The prompts for your "LLM as a judge" evals function as a new form of PRD. They explicitly define the desired behavior, edge cases, and quality standards for your AI agent. Unlike static PRDs, these are living documents, derived from real user data and are constantly, automatically testing if the product meets its requirements.
Fine-tuning an AI model is most effective when you use high-signal data. The best source for this is the set of difficult examples where your system consistently fails. The processes of error analysis and evaluation naturally curate this valuable dataset, making fine-tuning a logical and powerful next step after prompt engineering.
As models mature, their core differentiator will become their underlying personality and values, shaped by their creators' objective functions. One model might optimize for user productivity by being concise, while another optimizes for engagement by being verbose.
The best AI models are trained on data that reflects deep, subjective qualities—not just simple criteria.
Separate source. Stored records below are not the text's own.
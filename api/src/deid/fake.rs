use reqwest::StatusCode;
use std::{
    cell::{Cell, RefCell},
    collections::VecDeque,
    time::Duration,
};

use super::{HealthcareService, Sleeper};
use crate::{
    resources::{
        deidentify::TransformRequest,
        instance::StoreInstancesResponse,
        operation::{Operation, OperationError, OperationName},
        store::StoreReference,
    },
    Error, Result,
};

pub const OPERATION: &str = "projects/acme/locations/us-central1/datasets/imaging/operations/42";

pub fn pending() -> Result<Operation> {
    Ok(Operation {
        name: OperationName(OPERATION.to_owned()),
        done: false,
        error: None,
        metadata: None,
    })
}

pub fn succeeded() -> Result<Operation> {
    Ok(Operation {
        done: true,
        ..pending()?
    })
}

pub fn failed(code: i32, message: &str) -> Result<Operation> {
    Ok(Operation {
        done: true,
        error: Some(OperationError {
            code,
            message: message.to_owned(),
        }),
        ..pending()?
    })
}

pub fn transport_error(message: &str) -> Error {
    Error::Api {
        status_code: StatusCode::SERVICE_UNAVAILABLE,
        message: message.to_owned(),
    }
}

/// Scripted remote service that records every call it receives.
#[derive(Default)]
pub struct FakeService {
    pub store_responses: RefCell<VecDeque<Result<StoreInstancesResponse>>>,
    pub submissions: RefCell<VecDeque<Result<Operation>>>,
    pub polls: RefCell<VecDeque<Result<Operation>>>,

    pub stored: RefCell<Vec<(StoreReference, String, Vec<u8>)>>,
    pub submitted: RefCell<Vec<TransformRequest>>,
    pub num_polls: Cell<usize>,
}

impl FakeService {
    pub fn with_store_status(status_code: u16) -> Self {
        let service = FakeService::default();
        service
            .store_responses
            .borrow_mut()
            .push_back(Ok(StoreInstancesResponse {
                status_code: StatusCode::from_u16(status_code).unwrap(),
                body: b"{}".to_vec(),
            }));
        service
    }

    pub fn with_polls(polls: impl IntoIterator<Item = Result<Operation>>) -> Self {
        let service = FakeService::default();
        service.submissions.borrow_mut().push_back(pending());
        service.polls.borrow_mut().extend(polls);
        service
    }
}

impl HealthcareService for FakeService {
    fn store_instances(
        &self,
        store: &StoreReference,
        content_type: &str,
        data: Vec<u8>,
    ) -> Result<StoreInstancesResponse> {
        self.stored
            .borrow_mut()
            .push((store.clone(), content_type.to_owned(), data));
        self.store_responses
            .borrow_mut()
            .pop_front()
            .expect("unexpected store_instances call")
    }

    fn deidentify_store(&self, request: &TransformRequest) -> Result<Operation> {
        self.submitted.borrow_mut().push(request.clone());
        self.submissions
            .borrow_mut()
            .pop_front()
            .expect("unexpected deidentify_store call")
    }

    fn get_operation(&self, name: &OperationName) -> Result<Operation> {
        assert_eq!(name.0, OPERATION);
        self.num_polls.set(self.num_polls.get() + 1);
        self.polls
            .borrow_mut()
            .pop_front()
            .expect("unexpected get_operation call")
    }
}

#[derive(Default)]
pub struct RecordingSleeper {
    pub sleeps: RefCell<Vec<Duration>>,
}

impl Sleeper for RecordingSleeper {
    fn sleep(&self, duration: Duration) {
        self.sleeps.borrow_mut().push(duration);
    }
}
use log::{debug, info};
use std::time::Instant;

use super::{
    poll::{CancellationToken, PollConfig, Sleeper, ThreadSleeper},
    Error, HealthcareService, Result,
};
use crate::resources::{
    deidentify::TransformRequest,
    operation::{Operation, OperationName, OperationStatus},
};

/// Runs one de-identification from a source store into a destination store and waits for the
/// resulting long-running operation to finish.
pub struct TransformOrchestrator<ServiceT, SleeperT = ThreadSleeper> {
    service: ServiceT,
    poll_config: PollConfig,
    sleeper: SleeperT,
    cancellation: CancellationToken,
}

impl<ServiceT: HealthcareService> TransformOrchestrator<ServiceT> {
    pub fn new(service: ServiceT, poll_config: PollConfig) -> Self {
        Self {
            service,
            poll_config,
            sleeper: ThreadSleeper,
            cancellation: CancellationToken::new(),
        }
    }
}

impl<ServiceT: HealthcareService, SleeperT: Sleeper> TransformOrchestrator<ServiceT, SleeperT> {
    pub fn with_sleeper<OtherSleeperT: Sleeper>(
        self,
        sleeper: OtherSleeperT,
    ) -> TransformOrchestrator<ServiceT, OtherSleeperT> {
        TransformOrchestrator {
            service: self.service,
            poll_config: self.poll_config,
            sleeper,
            cancellation: self.cancellation,
        }
    }

    pub fn with_cancellation(self, cancellation: CancellationToken) -> Self {
        Self {
            cancellation,
            ..self
        }
    }

    /// A token which stops the poll loop before its next fetch when cancelled.
    pub fn cancellation_token(&self) -> CancellationToken {
        self.cancellation.clone()
    }

    /// Submit the request and block until the operation is done. Returns the final operation
    /// record on success.
    pub fn transform(&self, request: &TransformRequest) -> Result<Operation> {
        let source = request.source().full_name();
        let submitted = self
            .service
            .deidentify_store(request)
            .map_err(|source_error| Error::Submit {
                store: source.clone(),
                source: source_error,
            })?;
        info!(
            "Submitted de-identification of `{}` into `{}` as `{}`",
            source,
            request.destination(),
            submitted.name
        );

        let operation = self.wait(&submitted.name)?;
        info!(
            "Created de-identified store `{}` from `{}`",
            request.destination(),
            source
        );
        Ok(operation)
    }

    fn wait(&self, name: &OperationName) -> Result<Operation> {
        let started = Instant::now();
        let mut i_poll: u32 = 0;
        loop {
            if self.cancellation.is_cancelled() {
                return Err(Error::Cancelled {
                    operation: name.clone(),
                });
            }

            let operation =
                self.service
                    .get_operation(name)
                    .map_err(|source| Error::PollFailed {
                        operation: name.clone(),
                        source,
                    })?;

            match operation.status() {
                OperationStatus::Succeeded => return Ok(operation),
                OperationStatus::Failed(error) => {
                    return Err(Error::OperationFailed {
                        operation: name.clone(),
                        error,
                    })
                }
                OperationStatus::Pending => {}
            }

            let elapsed = started.elapsed();
            let mut wait = self.poll_config.wait_after(i_poll);
            if let Some(timeout) = self.poll_config.timeout {
                if elapsed >= timeout {
                    return Err(Error::DeadlineExceeded {
                        operation: name.clone(),
                        elapsed,
                    });
                }
                wait = wait.min(timeout - elapsed);
            }

            match operation.counter() {
                Some(counter) => debug!(
                    "Operation `{}` running: {} succeeded, {} failed, {} pending - polling again in {:?}",
                    name, counter.success, counter.failure, counter.pending, wait
                ),
                None => debug!("Operation `{}` running - polling again in {:?}", name, wait),
            }
            self.sleeper.sleep(wait);
            i_poll = i_poll.saturating_add(1);
        }
    }
}

#[cfg(test)]
mod tests {
    use super::*;
    use crate::{
        deid::fake::{failed, pending, succeeded, transport_error, FakeService, RecordingSleeper},
        resources::store::StoreReference,
    };
    use std::time::Duration;

    fn request() -> TransformRequest {
        let source = StoreReference::new("acme", "us-central1", "imaging", "raw-images").unwrap();
        TransformRequest::new(source.clone(), source.sibling("clean-images").unwrap())
    }

    #[test]
    fn test_polls_until_done() {
        for num_pending in [0, 1, 5] {
            let service = FakeService::with_polls(
                (0..num_pending)
                    .map(|_| pending())
                    .chain(std::iter::once(succeeded())),
            );
            let sleeper = RecordingSleeper::default();
            let orchestrator =
                TransformOrchestrator::new(&service, PollConfig::default()).with_sleeper(&sleeper);

            let operation = orchestrator.transform(&request()).unwrap();

            assert!(operation.done);
            assert_eq!(service.num_polls.get(), num_pending + 1);
            assert_eq!(
                *sleeper.sleeps.borrow(),
                vec![Duration::from_secs(1); num_pending]
            );
        }
    }

    #[test]
    fn test_submits_fixed_policy() {
        let service = FakeService::with_polls([succeeded()]);
        let sleeper = RecordingSleeper::default();
        TransformOrchestrator::new(&service, PollConfig::default())
            .with_sleeper(&sleeper)
            .transform(&request())
            .unwrap();

        let submitted = service.submitted.borrow();
        assert_eq!(submitted.len(), 1);
        assert_eq!(submitted[0], request());
    }

    #[test]
    fn test_operation_error_stops_immediately() {
        let service = FakeService::with_polls([failed(3, "invalid DICOM tag"), pending()]);
        let sleeper = RecordingSleeper::default();
        let result = TransformOrchestrator::new(&service, PollConfig::default())
            .with_sleeper(&sleeper)
            .transform(&request());

        match result {
            Err(Error::OperationFailed { operation, error }) => {
                assert_eq!(operation.0, crate::deid::fake::OPERATION);
                assert_eq!(error.code, 3);
                assert_eq!(error.message, "invalid DICOM tag");
            }
            other => panic!("unexpected result {other:?}"),
        }
        assert_eq!(service.num_polls.get(), 1);
        assert!(sleeper.sleeps.borrow().is_empty());
    }

    #[test]
    fn test_submit_failure_never_polls() {
        let service = FakeService::default();
        service
            .submissions
            .borrow_mut()
            .push_back(Err(transport_error("connection refused")));
        let sleeper = RecordingSleeper::default();

        let result = TransformOrchestrator::new(&service, PollConfig::default())
            .with_sleeper(&sleeper)
            .transform(&request());

        assert!(matches!(result, Err(Error::Submit { .. })));
        assert_eq!(service.num_polls.get(), 0);
    }

    #[test]
    fn test_poll_failure_is_not_retried() {
        let service =
            FakeService::with_polls([pending(), Err(transport_error("timed out")), succeeded()]);
        let sleeper = RecordingSleeper::default();

        let result = TransformOrchestrator::new(&service, PollConfig::default())
            .with_sleeper(&sleeper)
            .transform(&request());

        assert!(matches!(result, Err(Error::PollFailed { .. })));
        assert_eq!(service.num_polls.get(), 2);
        assert_eq!(sleeper.sleeps.borrow().len(), 1);
    }

    #[test]
    fn test_cancelled_before_first_poll() {
        let service = FakeService::with_polls([succeeded()]);
        let sleeper = RecordingSleeper::default();
        let orchestrator =
            TransformOrchestrator::new(&service, PollConfig::default()).with_sleeper(&sleeper);
        orchestrator.cancellation_token().cancel();

        assert!(matches!(
            orchestrator.transform(&request()),
            Err(Error::Cancelled { .. })
        ));
        assert_eq!(service.submitted.borrow().len(), 1);
        assert_eq!(service.num_polls.get(), 0);
    }

    struct CancellingSleeper(CancellationToken);

    impl Sleeper for CancellingSleeper {
        fn sleep(&self, _duration: Duration) {
            self.0.cancel();
        }
    }

    #[test]
    fn test_cancelled_while_waiting() {
        let service = FakeService::with_polls([pending(), succeeded()]);
        let token = CancellationToken::new();
        let orchestrator = TransformOrchestrator::new(&service, PollConfig::default())
            .with_cancellation(token.clone())
            .with_sleeper(CancellingSleeper(token));

        assert!(matches!(
            orchestrator.transform(&request()),
            Err(Error::Cancelled { .. })
        ));
        assert_eq!(service.num_polls.get(), 1);
    }

    #[test]
    fn test_deadline_exceeded() {
        let service = FakeService::with_polls([pending(), succeeded()]);
        let sleeper = RecordingSleeper::default();
        let result = TransformOrchestrator::new(
            &service,
            PollConfig {
                timeout: Some(Duration::ZERO),
                ..Default::default()
            },
        )
        .with_sleeper(&sleeper)
        .transform(&request());

        assert!(matches!(result, Err(Error::DeadlineExceeded { .. })));
        assert_eq!(service.num_polls.get(), 1);
        assert!(sleeper.sleeps.borrow().is_empty());
    }

    #[test]
    fn test_backoff_between_polls() {
        let service = FakeService::with_polls([pending(), pending(), pending(), succeeded()]);
        let sleeper = RecordingSleeper::default();
        TransformOrchestrator::new(
            &service,
            PollConfig {
                interval: Duration::from_millis(250),
                backoff_factor: 2.0,
                max_interval: Some(Duration::from_millis(750)),
                timeout: None,
            },
        )
        .with_sleeper(&sleeper)
        .transform(&request())
        .unwrap();

        assert_eq!(
            *sleeper.sleeps.borrow(),
            vec![
                Duration::from_millis(250),
                Duration::from_millis(500),
                Duration::from_millis(750)
            ]
        );
    }

    #[test]
    fn test_negative_backoff_polls_at_fixed_interval() {
        let service = FakeService::with_polls([pending(), pending(), succeeded()]);
        let sleeper = RecordingSleeper::default();
        TransformOrchestrator::new(
            &service,
            PollConfig {
                backoff_factor: -2.0,
                ..Default::default()
            },
        )
        .with_sleeper(&sleeper)
        .transform(&request())
        .unwrap();

        assert_eq!(*sleeper.sleeps.borrow(), vec![Duration::from_secs(1); 2]);
    }
}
This "taste" is a key differentiator, influencing everything from code generation to creative writing, and is shaped by the values of the frontier lab.
Asking an AI to 'predict' or 'evaluate' for a large sample size (e.g., 100,000 users) fundamentally changes its function. The AI automatically switches from generating generic creative options to providing a statistical simulation. This forces it to go deeper in its research and thinking, yielding more accurate and effective outputs.